The EIC held several vessels in India to support the expedition. There were eight regular ships: Lord Camden, Busbridge, Minerva, Lord Macartney, Lord Hawkesbury, Sir Stephen Lushington, Phoenix and General Goddard, and three "dismantled ships": Pitt, Lascalles, and Royal Admiral. Several EIC "extra ships" on a voyage charter were also engaged for the cancelled invasion. The captains of all the vessels sued the EIC for demurrage, citing expenses they had incurred due to the delay to their homeward bound journeys, and for the eight regular ships, the additional risks involved in the detours to Penang. In 1800, British authorities awarded six of the captains of the regular ships £750 each, and further ordered that the officers of all vessels involved receive payment from the EIC.

==EIC ships==

| Vessel | Claim for transport services (£sd) | Claim for demurrage (days) | Claim for demurrage (£sd) |
|---|---|---|---|
| Atlantic | 7,600 – 7 – 2 |  |  |
| Busbridge |  | 292 | 6,083 – 6 – 8 |
| Ceres |  | 59 | 1,597 – 18 – 4 |
| Crown | 6,753 - 18 - 3 |  |  |
| Duckenfield Hall | 6,401 – 19 – 2 |  |  |
| Earl Talbot |  | 59 | 1,597 – 18 – 4 |
| Eliza Ann | 13,249 – 6 – 6 |  |  |
| General Goddard |  | 179 | 3,729 – 3 – 4 |
| Harriott (or Harriet) | 10,438 – 3 – 2 |  |  |
| Lascelles |  | 272 | 8,440 – 16 – 0 |
| Lord Camden |  | 206 | 4,291 – 13 – 4 |
| Lord Hawkesbury |  | 207 | 4,312 – 10 – 0 |
| Lord Macartney |  | 217 | 4,520 – 16 – 8 |
| Minerva |  | 106 | 2,308 – 6 – 8 |
| Phoenix |  | 292 | 6.083 – 6 – 8 |
| Pitt |  | 229 | 6,655 – 6 – 3 |
| Princess Mary | 10,148 – 13 – 7 |  |  |
| Princess Royal | 5,819 – 15 – 5 |  |  |
| Sir Stephen Lushington |  | 210 | 3,192 – 0 – 0 |

==Country ships==
The list of the names of the country ships comes from a House of Commons Select Committee report. The charter costs and period come from the Bengal Journal (April 1798; p. 614.)

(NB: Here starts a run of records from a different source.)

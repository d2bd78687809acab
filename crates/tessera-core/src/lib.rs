//! Tessera Core — domain types and capability traits shared across the
//! Tessera token system.

pub mod account;
pub mod error;

pub use account::{Account, AccountFetcher, SimpleAccount};
pub use error::{TesseraError, TesseraResult};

| Vessel | Burthen (bm) | Charter rate sicca rupees | Period |
|---|---|---|---|
| Abercromby | 600 | 8,500/mo. | 10 June 1797 to 10 February 1798 |
| Ajax | 460 | 6,000/mo. | 3 June 1797 to 3 February 1798 |
| Calcutta |  | 10,000/mo. | 25 May 1797 to 28 February 1798 |
| Charlotte | 350 | £4,000/mo. | Three months advance |
| Chichester | 450 | 6,000/mo. | 20 June to 20 December 1797 |
| Hercules | 450 | 6,000/mo. | 3 June 1797 to 3 February 1798 |
| India | 800 | 10,500/mo. | 25 May to 25 November 1797 + 10 days demurrage@£100/day |
| Munster Lass | 350 | 3,500/mo. | 2 June 1797 to 3 April 1798 |
| Nancy | 705 | 10,0000/mo. | 11 June to 10 December 1797 |
| Triton | 950 | 10,500/mo. | 25 May 1797 to 25 March 1798 |
| Union | 350 | 4,000/mo. | 20 June 1797 to 20 March 1798 |
| Brisk |  |  |  |
| Eliza Ann |  |  |  |
| Goonony |  |  |  |
| Trident |  |  |  |

In addition was lost in the Hooghli River in July "going on an expedition".